Your assignment:
The lines needed are those below that contain the word "EmbeddingConfig"; copy each one.

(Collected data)
# # # # # # #

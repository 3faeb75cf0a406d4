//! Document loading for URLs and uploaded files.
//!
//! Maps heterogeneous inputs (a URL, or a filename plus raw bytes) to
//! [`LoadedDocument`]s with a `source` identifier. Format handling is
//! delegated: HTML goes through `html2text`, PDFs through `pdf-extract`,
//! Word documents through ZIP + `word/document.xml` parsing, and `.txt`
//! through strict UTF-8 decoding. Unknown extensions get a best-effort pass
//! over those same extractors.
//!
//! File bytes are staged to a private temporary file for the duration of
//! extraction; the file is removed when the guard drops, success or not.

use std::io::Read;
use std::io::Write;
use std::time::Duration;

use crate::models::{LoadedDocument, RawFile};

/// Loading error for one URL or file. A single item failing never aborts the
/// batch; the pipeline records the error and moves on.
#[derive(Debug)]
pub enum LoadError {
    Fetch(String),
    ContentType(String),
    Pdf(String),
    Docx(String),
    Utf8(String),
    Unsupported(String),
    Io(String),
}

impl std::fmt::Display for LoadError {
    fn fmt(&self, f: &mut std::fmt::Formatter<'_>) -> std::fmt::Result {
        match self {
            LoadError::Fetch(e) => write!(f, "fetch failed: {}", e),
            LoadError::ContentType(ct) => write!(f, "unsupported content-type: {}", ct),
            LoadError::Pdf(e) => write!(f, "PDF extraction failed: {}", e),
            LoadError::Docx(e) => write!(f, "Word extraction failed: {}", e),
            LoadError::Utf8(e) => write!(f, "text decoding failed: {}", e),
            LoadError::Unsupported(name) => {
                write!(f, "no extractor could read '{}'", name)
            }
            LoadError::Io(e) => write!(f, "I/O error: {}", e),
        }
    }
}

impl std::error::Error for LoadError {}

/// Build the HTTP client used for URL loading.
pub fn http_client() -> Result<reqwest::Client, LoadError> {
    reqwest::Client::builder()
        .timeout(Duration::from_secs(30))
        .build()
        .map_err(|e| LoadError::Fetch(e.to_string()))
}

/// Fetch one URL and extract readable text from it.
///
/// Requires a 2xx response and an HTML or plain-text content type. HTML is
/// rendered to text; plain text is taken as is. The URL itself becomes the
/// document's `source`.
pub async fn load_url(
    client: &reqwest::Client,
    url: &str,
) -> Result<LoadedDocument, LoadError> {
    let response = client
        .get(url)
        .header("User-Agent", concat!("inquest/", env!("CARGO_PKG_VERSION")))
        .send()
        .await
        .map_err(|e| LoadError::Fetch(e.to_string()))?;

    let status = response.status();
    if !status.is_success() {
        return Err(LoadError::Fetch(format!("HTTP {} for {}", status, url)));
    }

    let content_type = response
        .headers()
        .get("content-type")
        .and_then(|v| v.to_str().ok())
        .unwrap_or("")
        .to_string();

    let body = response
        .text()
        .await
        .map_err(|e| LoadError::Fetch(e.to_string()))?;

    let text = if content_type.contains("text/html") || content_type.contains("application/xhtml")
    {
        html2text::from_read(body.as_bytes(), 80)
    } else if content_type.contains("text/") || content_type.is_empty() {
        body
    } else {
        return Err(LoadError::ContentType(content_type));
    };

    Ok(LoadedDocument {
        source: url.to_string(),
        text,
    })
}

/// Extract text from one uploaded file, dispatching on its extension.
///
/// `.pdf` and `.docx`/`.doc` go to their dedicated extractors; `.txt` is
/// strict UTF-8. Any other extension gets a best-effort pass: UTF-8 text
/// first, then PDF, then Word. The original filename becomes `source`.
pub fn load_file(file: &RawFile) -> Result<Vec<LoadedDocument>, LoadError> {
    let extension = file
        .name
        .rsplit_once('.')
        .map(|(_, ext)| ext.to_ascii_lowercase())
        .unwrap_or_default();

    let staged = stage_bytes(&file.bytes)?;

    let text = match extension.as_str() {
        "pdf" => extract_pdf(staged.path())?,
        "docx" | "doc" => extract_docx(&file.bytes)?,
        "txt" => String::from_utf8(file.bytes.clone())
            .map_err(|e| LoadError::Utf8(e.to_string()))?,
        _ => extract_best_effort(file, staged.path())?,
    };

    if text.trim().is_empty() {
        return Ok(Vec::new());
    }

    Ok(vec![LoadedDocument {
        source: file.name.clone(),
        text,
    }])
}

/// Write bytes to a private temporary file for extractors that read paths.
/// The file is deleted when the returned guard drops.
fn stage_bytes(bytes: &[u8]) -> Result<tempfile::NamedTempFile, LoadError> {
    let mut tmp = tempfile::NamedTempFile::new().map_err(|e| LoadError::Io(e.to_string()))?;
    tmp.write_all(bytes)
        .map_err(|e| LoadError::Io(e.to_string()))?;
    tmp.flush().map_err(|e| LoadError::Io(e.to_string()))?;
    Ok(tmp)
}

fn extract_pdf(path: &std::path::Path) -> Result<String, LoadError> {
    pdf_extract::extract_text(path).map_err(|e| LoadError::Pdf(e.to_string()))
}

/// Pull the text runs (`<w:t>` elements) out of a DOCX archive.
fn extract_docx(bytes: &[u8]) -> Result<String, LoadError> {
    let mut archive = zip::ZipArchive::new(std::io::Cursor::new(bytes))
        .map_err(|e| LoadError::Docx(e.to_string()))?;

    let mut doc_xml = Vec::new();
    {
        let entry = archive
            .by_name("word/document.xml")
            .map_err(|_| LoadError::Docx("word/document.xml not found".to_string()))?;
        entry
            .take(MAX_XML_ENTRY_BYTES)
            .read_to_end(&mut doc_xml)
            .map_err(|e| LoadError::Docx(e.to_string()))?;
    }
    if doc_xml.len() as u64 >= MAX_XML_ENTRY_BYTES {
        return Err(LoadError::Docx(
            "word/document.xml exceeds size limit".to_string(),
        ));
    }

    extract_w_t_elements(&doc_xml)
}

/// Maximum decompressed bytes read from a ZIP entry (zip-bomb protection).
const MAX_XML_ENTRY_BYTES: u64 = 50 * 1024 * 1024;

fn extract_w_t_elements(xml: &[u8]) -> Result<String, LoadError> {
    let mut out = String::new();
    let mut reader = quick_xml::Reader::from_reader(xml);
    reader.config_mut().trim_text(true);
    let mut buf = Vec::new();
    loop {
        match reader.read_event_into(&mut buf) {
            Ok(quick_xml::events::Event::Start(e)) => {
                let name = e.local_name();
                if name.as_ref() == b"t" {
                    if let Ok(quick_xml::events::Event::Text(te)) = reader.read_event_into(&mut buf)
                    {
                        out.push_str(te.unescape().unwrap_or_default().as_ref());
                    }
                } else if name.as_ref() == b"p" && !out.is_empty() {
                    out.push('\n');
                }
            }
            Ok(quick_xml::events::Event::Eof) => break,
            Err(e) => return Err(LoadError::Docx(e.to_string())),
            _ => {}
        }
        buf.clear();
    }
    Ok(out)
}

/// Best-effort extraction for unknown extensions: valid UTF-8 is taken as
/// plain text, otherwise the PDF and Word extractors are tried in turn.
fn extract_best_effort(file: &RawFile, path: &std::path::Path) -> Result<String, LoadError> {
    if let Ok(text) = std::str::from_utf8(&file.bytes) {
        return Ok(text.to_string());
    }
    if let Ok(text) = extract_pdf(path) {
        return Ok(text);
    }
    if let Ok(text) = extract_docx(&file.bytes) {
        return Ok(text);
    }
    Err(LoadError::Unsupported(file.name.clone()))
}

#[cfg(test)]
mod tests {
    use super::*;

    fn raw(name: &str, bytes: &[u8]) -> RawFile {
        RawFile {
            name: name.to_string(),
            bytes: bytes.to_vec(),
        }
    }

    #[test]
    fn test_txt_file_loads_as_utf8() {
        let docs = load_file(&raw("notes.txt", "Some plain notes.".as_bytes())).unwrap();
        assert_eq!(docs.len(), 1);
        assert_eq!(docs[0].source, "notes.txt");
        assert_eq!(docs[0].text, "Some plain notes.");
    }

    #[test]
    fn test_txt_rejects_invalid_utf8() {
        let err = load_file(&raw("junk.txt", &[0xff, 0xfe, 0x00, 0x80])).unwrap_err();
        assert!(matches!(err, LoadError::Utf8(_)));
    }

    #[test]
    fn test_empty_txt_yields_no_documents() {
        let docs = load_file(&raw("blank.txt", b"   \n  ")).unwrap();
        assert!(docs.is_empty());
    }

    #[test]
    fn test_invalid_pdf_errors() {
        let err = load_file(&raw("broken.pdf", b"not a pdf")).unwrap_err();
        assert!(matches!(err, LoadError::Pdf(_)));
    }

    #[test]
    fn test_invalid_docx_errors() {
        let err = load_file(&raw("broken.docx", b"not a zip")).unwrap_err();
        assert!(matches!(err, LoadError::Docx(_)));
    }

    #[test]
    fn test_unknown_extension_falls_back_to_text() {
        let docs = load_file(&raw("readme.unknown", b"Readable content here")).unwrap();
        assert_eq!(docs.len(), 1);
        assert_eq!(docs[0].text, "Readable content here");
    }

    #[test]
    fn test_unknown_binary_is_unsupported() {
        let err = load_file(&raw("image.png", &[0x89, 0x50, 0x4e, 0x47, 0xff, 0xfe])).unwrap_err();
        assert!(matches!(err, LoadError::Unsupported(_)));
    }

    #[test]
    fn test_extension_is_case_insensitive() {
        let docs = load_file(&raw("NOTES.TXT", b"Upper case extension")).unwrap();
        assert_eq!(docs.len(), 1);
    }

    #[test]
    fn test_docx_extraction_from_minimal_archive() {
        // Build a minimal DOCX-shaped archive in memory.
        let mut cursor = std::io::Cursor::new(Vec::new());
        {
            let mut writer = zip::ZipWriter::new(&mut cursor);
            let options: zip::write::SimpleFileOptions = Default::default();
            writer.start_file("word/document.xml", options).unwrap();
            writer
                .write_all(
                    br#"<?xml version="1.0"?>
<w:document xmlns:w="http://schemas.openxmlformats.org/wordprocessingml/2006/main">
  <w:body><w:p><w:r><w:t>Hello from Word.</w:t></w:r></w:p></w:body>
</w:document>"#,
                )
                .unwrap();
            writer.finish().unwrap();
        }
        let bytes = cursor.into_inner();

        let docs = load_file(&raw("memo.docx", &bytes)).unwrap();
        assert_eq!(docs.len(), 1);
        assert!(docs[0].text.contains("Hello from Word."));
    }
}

# # # # # # #

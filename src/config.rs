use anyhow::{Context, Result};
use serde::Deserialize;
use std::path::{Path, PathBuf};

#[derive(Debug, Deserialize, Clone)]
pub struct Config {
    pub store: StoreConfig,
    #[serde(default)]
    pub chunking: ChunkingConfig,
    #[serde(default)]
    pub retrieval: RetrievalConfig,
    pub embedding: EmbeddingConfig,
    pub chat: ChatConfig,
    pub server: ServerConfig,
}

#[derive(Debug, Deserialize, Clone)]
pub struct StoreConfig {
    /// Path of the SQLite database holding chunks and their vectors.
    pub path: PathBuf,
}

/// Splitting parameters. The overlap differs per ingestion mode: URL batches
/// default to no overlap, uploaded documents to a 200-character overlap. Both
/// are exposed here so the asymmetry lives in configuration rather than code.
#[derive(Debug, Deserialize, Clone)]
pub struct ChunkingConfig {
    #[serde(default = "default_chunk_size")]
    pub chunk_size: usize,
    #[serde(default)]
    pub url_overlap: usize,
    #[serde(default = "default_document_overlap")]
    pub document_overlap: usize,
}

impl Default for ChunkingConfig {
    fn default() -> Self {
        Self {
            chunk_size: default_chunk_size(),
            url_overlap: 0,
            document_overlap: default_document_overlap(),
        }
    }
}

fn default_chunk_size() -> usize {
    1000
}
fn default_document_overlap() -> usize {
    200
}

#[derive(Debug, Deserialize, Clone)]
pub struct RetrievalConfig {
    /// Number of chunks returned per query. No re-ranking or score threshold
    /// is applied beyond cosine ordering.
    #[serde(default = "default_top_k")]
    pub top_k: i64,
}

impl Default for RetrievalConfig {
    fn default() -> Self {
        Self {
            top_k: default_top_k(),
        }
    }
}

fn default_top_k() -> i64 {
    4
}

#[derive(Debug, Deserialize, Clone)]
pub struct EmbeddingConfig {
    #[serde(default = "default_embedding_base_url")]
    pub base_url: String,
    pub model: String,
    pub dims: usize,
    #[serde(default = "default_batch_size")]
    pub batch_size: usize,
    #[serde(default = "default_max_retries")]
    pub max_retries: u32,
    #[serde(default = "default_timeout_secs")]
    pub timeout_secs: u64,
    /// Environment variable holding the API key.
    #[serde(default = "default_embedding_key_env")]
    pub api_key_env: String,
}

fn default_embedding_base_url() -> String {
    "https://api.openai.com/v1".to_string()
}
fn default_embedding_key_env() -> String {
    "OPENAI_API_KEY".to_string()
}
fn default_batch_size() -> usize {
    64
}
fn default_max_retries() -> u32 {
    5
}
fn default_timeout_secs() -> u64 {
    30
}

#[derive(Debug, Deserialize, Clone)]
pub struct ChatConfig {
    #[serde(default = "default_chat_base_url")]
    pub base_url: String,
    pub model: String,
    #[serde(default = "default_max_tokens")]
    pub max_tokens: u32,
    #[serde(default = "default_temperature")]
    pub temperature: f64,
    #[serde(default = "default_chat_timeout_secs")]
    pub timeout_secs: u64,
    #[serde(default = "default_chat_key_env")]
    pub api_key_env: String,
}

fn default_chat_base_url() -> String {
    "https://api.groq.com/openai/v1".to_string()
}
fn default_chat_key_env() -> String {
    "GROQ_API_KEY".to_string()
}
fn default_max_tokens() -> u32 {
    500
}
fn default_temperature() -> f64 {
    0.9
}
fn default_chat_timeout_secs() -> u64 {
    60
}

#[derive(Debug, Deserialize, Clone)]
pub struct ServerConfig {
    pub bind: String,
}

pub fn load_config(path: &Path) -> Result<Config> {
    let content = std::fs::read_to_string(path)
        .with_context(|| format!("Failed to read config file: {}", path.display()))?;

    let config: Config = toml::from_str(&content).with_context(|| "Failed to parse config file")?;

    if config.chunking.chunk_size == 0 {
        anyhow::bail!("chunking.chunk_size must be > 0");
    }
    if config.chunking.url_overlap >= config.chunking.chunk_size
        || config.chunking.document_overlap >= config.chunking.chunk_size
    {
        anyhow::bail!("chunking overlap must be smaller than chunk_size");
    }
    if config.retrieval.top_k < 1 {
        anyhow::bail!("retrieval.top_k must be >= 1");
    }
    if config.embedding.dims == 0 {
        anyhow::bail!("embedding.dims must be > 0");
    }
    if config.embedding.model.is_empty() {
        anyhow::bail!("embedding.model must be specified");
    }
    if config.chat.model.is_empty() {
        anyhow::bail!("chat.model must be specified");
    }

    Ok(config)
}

# # # # # # #

Answer to this exercise:
    pub embedding: EmbeddingConfig,
pub struct EmbeddingConfig {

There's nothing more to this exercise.